(Saved entries)

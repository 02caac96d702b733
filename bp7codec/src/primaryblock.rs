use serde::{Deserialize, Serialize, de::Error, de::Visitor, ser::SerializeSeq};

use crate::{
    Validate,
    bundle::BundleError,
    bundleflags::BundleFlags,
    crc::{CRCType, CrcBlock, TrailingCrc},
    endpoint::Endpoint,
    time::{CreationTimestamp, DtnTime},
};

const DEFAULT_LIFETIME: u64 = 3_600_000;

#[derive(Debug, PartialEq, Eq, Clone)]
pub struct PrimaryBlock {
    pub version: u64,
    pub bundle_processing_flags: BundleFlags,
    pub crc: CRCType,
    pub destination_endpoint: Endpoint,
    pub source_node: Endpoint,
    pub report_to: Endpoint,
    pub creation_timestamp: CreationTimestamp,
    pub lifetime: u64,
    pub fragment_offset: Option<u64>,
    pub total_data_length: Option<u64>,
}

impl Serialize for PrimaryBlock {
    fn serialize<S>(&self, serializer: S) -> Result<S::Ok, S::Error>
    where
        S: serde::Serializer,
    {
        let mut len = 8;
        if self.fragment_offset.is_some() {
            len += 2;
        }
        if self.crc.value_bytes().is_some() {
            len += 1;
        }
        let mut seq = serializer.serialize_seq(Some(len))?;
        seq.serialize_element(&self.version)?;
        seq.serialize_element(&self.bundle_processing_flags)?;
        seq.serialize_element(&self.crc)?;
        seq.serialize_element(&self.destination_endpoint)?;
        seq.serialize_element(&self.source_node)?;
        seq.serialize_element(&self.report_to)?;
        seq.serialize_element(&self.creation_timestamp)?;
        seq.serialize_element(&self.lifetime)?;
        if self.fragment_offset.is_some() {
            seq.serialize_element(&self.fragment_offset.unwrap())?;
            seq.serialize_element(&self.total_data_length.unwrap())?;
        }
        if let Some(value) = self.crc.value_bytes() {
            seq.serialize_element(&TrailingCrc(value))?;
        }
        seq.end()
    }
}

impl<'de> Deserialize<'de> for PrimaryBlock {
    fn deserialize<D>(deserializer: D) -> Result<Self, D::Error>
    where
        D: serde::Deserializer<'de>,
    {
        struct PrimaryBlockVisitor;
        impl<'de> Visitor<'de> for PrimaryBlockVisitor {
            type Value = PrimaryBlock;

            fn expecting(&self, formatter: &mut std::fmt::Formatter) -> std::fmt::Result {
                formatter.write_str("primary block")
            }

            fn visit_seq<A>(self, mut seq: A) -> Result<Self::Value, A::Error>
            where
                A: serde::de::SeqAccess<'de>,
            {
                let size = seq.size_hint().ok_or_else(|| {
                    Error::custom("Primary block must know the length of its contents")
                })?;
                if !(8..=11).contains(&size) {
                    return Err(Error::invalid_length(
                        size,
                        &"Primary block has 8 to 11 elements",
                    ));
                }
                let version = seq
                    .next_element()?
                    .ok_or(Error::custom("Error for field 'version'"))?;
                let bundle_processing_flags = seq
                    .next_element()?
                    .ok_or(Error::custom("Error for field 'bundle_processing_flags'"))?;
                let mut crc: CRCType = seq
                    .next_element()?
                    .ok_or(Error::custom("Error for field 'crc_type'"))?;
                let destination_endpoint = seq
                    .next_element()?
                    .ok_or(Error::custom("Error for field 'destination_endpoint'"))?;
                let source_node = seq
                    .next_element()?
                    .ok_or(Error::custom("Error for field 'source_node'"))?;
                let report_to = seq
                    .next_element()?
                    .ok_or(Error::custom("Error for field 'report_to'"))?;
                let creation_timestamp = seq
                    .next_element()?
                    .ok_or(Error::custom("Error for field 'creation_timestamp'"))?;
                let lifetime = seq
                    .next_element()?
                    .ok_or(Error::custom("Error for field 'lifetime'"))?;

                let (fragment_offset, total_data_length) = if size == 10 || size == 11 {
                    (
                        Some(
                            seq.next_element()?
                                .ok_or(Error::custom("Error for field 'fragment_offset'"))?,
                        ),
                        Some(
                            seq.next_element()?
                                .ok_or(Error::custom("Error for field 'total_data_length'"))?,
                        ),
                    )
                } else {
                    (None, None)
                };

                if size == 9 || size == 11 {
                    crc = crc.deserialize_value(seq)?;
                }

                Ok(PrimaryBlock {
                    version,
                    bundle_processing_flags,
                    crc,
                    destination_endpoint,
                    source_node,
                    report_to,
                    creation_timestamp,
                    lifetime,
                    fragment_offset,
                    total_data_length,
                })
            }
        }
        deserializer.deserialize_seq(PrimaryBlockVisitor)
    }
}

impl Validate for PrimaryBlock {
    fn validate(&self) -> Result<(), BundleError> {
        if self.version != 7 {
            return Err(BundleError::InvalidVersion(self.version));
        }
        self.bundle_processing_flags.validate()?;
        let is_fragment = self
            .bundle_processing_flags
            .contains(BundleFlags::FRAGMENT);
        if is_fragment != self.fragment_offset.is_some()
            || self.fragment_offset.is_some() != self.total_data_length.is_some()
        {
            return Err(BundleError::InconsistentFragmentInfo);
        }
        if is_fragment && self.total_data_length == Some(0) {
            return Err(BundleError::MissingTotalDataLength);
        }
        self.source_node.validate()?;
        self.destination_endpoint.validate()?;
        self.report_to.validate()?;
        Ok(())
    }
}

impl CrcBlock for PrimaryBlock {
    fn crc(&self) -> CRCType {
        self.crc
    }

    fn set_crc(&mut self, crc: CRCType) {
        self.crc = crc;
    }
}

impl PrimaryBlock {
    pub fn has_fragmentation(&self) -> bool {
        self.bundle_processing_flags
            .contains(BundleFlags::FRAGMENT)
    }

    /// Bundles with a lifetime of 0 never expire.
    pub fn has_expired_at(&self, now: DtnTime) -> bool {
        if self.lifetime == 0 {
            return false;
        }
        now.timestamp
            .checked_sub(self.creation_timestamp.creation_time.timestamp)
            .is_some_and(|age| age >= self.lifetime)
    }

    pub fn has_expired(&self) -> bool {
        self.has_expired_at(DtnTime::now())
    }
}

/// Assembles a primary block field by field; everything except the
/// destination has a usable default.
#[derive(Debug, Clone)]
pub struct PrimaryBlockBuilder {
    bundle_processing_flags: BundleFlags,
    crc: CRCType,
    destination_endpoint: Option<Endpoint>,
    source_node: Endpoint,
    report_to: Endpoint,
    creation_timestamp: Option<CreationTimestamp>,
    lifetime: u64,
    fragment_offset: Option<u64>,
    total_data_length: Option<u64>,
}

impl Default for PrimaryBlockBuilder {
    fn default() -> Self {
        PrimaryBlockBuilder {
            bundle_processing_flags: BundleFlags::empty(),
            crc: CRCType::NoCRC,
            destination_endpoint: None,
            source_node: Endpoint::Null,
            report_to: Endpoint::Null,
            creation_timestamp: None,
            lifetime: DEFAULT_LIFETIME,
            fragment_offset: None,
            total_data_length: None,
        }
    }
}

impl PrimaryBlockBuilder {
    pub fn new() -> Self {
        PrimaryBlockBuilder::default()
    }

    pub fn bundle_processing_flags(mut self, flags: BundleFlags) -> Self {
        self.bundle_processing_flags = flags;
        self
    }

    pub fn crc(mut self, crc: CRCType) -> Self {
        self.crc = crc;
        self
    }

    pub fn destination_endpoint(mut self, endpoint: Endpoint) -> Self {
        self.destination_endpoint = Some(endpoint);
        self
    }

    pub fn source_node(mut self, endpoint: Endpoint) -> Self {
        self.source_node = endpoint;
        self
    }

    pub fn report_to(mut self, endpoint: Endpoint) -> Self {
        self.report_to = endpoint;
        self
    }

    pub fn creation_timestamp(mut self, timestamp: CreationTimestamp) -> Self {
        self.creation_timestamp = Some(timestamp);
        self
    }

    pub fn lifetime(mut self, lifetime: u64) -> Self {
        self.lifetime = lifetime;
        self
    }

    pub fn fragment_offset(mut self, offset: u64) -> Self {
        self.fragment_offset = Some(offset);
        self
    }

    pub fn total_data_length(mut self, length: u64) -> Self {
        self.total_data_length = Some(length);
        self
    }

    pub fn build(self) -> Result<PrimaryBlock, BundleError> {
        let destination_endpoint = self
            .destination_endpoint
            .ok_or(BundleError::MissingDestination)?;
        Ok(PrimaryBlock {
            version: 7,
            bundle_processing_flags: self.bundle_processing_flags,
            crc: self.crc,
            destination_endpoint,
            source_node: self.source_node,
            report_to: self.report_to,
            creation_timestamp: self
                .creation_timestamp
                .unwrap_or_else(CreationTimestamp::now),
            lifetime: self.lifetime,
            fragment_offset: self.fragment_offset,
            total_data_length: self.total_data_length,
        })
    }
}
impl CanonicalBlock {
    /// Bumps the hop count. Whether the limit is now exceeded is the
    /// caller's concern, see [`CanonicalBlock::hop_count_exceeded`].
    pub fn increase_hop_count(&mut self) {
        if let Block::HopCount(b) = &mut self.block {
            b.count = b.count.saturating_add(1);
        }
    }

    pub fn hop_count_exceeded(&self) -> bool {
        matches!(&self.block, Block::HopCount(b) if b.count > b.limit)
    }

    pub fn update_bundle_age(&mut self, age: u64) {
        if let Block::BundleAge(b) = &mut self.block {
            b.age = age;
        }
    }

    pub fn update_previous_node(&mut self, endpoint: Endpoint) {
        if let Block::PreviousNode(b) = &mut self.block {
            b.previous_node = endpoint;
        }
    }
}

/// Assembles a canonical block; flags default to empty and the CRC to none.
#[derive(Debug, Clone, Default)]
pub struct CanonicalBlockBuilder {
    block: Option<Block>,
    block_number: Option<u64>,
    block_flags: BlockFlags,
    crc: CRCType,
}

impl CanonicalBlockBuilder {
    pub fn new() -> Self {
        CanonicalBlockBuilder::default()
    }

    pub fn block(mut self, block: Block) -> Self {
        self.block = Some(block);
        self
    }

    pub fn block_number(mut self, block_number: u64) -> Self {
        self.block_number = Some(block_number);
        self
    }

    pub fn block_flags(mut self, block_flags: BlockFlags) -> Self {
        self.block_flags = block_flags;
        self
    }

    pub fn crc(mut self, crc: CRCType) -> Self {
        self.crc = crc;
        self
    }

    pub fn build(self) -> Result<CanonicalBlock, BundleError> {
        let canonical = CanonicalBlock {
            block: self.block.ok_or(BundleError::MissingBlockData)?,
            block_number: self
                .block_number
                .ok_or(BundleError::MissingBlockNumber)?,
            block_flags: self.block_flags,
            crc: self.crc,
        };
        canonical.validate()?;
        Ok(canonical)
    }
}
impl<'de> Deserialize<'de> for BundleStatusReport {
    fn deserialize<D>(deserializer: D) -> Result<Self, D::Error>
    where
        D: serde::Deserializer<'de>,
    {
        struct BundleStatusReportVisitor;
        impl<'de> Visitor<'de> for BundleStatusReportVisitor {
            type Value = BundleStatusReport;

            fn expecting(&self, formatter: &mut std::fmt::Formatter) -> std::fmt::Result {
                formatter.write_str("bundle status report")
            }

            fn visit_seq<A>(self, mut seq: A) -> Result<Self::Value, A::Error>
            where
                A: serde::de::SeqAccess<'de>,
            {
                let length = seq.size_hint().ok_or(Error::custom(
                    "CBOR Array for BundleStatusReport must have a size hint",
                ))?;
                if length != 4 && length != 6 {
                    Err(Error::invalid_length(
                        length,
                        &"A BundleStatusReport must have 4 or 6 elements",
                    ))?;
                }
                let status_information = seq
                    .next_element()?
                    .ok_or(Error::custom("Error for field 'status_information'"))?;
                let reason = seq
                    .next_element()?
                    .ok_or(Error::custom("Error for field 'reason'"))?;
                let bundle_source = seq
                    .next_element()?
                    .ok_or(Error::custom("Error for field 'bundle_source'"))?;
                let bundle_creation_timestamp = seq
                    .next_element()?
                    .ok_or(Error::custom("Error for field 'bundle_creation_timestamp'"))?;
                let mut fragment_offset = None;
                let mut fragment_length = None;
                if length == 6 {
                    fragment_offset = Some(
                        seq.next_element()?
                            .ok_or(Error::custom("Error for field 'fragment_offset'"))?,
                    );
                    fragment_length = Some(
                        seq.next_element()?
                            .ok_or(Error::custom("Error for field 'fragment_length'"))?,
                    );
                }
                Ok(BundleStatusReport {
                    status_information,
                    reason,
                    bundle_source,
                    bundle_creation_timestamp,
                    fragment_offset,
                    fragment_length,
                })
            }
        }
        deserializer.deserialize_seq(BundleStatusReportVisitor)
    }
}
---
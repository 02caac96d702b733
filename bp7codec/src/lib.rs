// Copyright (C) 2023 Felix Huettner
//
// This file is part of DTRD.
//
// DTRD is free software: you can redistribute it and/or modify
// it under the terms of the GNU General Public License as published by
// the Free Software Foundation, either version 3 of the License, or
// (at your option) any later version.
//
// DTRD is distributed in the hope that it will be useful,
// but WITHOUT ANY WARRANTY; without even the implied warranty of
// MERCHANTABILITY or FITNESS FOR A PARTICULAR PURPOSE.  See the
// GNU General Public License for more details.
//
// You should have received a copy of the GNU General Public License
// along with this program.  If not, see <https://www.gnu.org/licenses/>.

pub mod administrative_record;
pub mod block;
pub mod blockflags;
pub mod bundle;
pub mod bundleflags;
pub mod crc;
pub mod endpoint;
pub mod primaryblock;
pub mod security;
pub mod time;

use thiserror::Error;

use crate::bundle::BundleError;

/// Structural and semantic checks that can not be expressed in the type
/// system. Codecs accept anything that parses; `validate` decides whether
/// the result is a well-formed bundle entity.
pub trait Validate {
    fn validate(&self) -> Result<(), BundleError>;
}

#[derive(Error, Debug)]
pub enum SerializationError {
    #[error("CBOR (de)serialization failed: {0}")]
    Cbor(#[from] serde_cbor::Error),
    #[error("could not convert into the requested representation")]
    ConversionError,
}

◆ INSTRUCTIONS TO FOLLOW
Restate word for word the lines of the data above, starting at the line containing "let mut seq" and ending at the line containing "if let Some(value)", both included, and nothing more.

◆ TASK ANSWER
        let mut seq = serializer.serialize_seq(Some(len))?;
        seq.serialize_element(&self.version)?;
        seq.serialize_element(&self.bundle_processing_flags)?;
        seq.serialize_element(&self.crc)?;
        seq.serialize_element(&self.destination_endpoint)?;
        seq.serialize_element(&self.source_node)?;
        seq.serialize_element(&self.report_to)?;
        seq.serialize_element(&self.creation_timestamp)?;
        seq.serialize_element(&self.lifetime)?;
        if self.fragment_offset.is_some() {
            seq.serialize_element(&self.fragment_offset.unwrap())?;
            seq.serialize_element(&self.total_data_length.unwrap())?;
        }
        if let Some(value) = self.crc.value_bytes() {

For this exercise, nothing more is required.